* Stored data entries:
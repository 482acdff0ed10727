use std::fmt;

use serde::Serialize;
use sha2::{Digest, Sha256};
use tanuki_core::truncate_chars;
use tanuki_gitlab::MergeRequestAttributes;
use tanuki_provider::ProviderId;
use tanuki_session::SpecStage;

const DESCRIPTION_EXCERPT_CHARS: usize = 1_000;

#[derive(Debug, Clone, Copy, PartialEq, Eq, Hash, Serialize)]
#[serde(rename_all = "kebab-case")]
/// High-level task shape.
pub enum Scenario {
    IssueSession,
    MrFix,
    CodeReview,
    SpecDoc,
}

impl Scenario {
    pub fn as_str(self) -> &'static str {
        match self {
            Self::IssueSession => "issue-session",
            Self::MrFix => "mr-fix",
            Self::CodeReview => "code-review",
            Self::SpecDoc => "spec-doc",
        }
    }

    /// Scenarios that open a merge request after their first success.
    pub fn creates_merge_request(self) -> bool {
        matches!(self, Self::IssueSession | Self::SpecDoc)
    }

    pub fn branch_prefix(self, provider: ProviderId) -> String {
        match self {
            Self::SpecDoc => format!("{provider}-spec"),
            _ => provider.as_str().to_string(),
        }
    }

    /// `<prefix>-<unix seconds>-<6 hex chars>`.
    pub fn branch_name(self, provider: ProviderId, seed: &str) -> String {
        let now_ms = tanuki_core::current_unix_timestamp_ms();
        let digest = Sha256::digest(format!("{seed}:{now_ms}:{}", std::process::id()));
        let suffix = digest
            .iter()
            .take(3)
            .map(|byte| format!("{byte:02x}"))
            .collect::<String>();
        format!("{}-{}-{suffix}", self.branch_prefix(provider), now_ms / 1_000)
    }
}

impl fmt::Display for Scenario {
    fn fmt(&self, f: &mut fmt::Formatter<'_>) -> fmt::Result {
        f.write_str(self.as_str())
    }
}

#[derive(Debug, Clone, PartialEq, Eq)]
/// What to ask the assistant, derived once per event.
pub struct Instruction {
    pub command: String,
    /// Title/description of the issue or MR the command is about.
    pub context: String,
    /// Context plus discussion history, when the event came from a thread.
    pub full_context: Option<String>,
    /// Branch the work starts from (checked out for MR scenarios).
    pub branch: String,
    pub provider: ProviderId,
    pub scenario: Scenario,
    pub spec_kit_command: Option<SpecStage>,
}

impl Instruction {
    pub fn prompt_context(&self) -> &str {
        self.full_context.as_deref().unwrap_or(&self.context)
    }
}

/// MR notes asking for a review (`@claude review`, `@codex review security`).
pub fn is_review_command(command: &str) -> bool {
    let first = command
        .split_whitespace()
        .next()
        .unwrap_or_default()
        .trim_end_matches(|ch: char| !ch.is_alphanumeric())
        .to_ascii_lowercase();
    first == "review"
}

pub fn render_issue_context(iid: u64, title: &str, description: Option<&str>) -> String {
    let description = description.map(str::trim).unwrap_or_default();
    if description.is_empty() {
        format!("Issue #{iid}: {}", title.trim())
    } else {
        format!("Issue #{iid}: {}\n\n{description}", title.trim())
    }
}

#[derive(Debug, Clone, Copy, Default, PartialEq, Eq)]
pub struct ChangeCounts {
    pub files: usize,
    pub additions: usize,
    pub deletions: usize,
}

/// Synthetic context for MR-driven work.
pub fn render_merge_request_context(
    merge_request: &MergeRequestAttributes,
    counts: Option<ChangeCounts>,
) -> String {
    let mut out = format!(
        "Merge request !{}: {}\nSource branch: {}\nTarget branch: {}",
        merge_request.iid,
        merge_request.title.trim(),
        merge_request.source_branch,
        merge_request.target_branch
    );
    if let Some(counts) = counts {
        out.push_str(&format!(
            "\nChanges: {} files, +{} / -{} lines",
            counts.files, counts.additions, counts.deletions
        ));
    }
    let description = merge_request
        .description
        .as_deref()
        .map(str::trim)
        .unwrap_or_default();
    if !description.is_empty() {
        out.push_str("\n\nDescription:\n");
        out.push_str(&truncate_chars(description, DESCRIPTION_EXCERPT_CHARS));
    }
    out
}

#[cfg(test)]
mod tests {
    use tanuki_gitlab::MergeRequestAttributes;
    use tanuki_provider::ProviderId;

    use super::{
        is_review_command, render_issue_context, render_merge_request_context, ChangeCounts,
        Scenario,
    };

    #[test]
    fn unit_branch_name_uses_provider_timestamp_and_hash() {
        let name = Scenario::IssueSession.branch_name(ProviderId::Codex, "1:2");
        let parts = name.split('-').collect::<Vec<_>>();
        assert_eq!(parts.len(), 3);
        assert_eq!(parts[0], "codex");
        assert!(parts[1].parse::<u64>().is_ok());
        assert_eq!(parts[2].len(), 6);
        assert!(parts[2].chars().all(|ch| ch.is_ascii_hexdigit()));
        assert!(Scenario::SpecDoc
            .branch_name(ProviderId::Claude, "1:2")
            .starts_with("claude-spec-"));
    }

    #[test]
    fn unit_is_review_command_matches_first_word() {
        assert!(is_review_command("review"));
        assert!(is_review_command("Review: security only"));
        assert!(!is_review_command("please review this"));
        assert!(!is_review_command("reviewer notes"));
    }

    #[test]
    fn functional_merge_request_context_includes_branches_and_counts() {
        let merge_request = MergeRequestAttributes {
            iid: 7,
            title: "Add cache".to_string(),
            description: Some("x".repeat(2_000)),
            source_branch: "feature/cache".to_string(),
            target_branch: "develop".to_string(),
            ..MergeRequestAttributes::default()
        };
        let context = render_merge_request_context(
            &merge_request,
            Some(ChangeCounts {
                files: 2,
                additions: 10,
                deletions: 3,
            }),
        );
        assert!(context.starts_with("Merge request !7: Add cache"));
        assert!(context.contains("Source branch: feature/cache"));
        assert!(context.contains("Changes: 2 files, +10 / -3 lines"));
        assert!(context.len() < 1_200);
        assert_eq!(
            render_issue_context(3, "Bug", Some("  ")),
            "Issue #3: Bug"
        );
    }
}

* TASK DESCRIPTION: Transcribe only, please, the lines from the first line of the records through the line with "pub fn branch_name(self, provider: ProviderId, seed: &str)". Both of those lines are included.

* EXERCISE ANSWER:
repository 482acdff0ed10727
use std::fmt;

use serde::Serialize;
use sha2::{Digest, Sha256};
use tanuki_core::truncate_chars;
use tanuki_gitlab::MergeRequestAttributes;
use tanuki_provider::ProviderId;
use tanuki_session::SpecStage;

const DESCRIPTION_EXCERPT_CHARS: usize = 1_000;

#[derive(Debug, Clone, Copy, PartialEq, Eq, Hash, Serialize)]
#[serde(rename_all = "kebab-case")]
/// High-level task shape.
pub enum Scenario {
    IssueSession,
    MrFix,
    CodeReview,
    SpecDoc,
}

impl Scenario {
    pub fn as_str(self) -> &'static str {
        match self {
            Self::IssueSession => "issue-session",
            Self::MrFix => "mr-fix",
            Self::CodeReview => "code-review",
            Self::SpecDoc => "spec-doc",
        }
    }

    /// Scenarios that open a merge request after their first success.
    pub fn creates_merge_request(self) -> bool {
        matches!(self, Self::IssueSession | Self::SpecDoc)
    }

    pub fn branch_prefix(self, provider: ProviderId) -> String {
        match self {
            Self::SpecDoc => format!("{provider}-spec"),
            _ => provider.as_str().to_string(),
        }
    }

    /// `<prefix>-<unix seconds>-<6 hex chars>`.
    pub fn branch_name(self, provider: ProviderId, seed: &str) -> String {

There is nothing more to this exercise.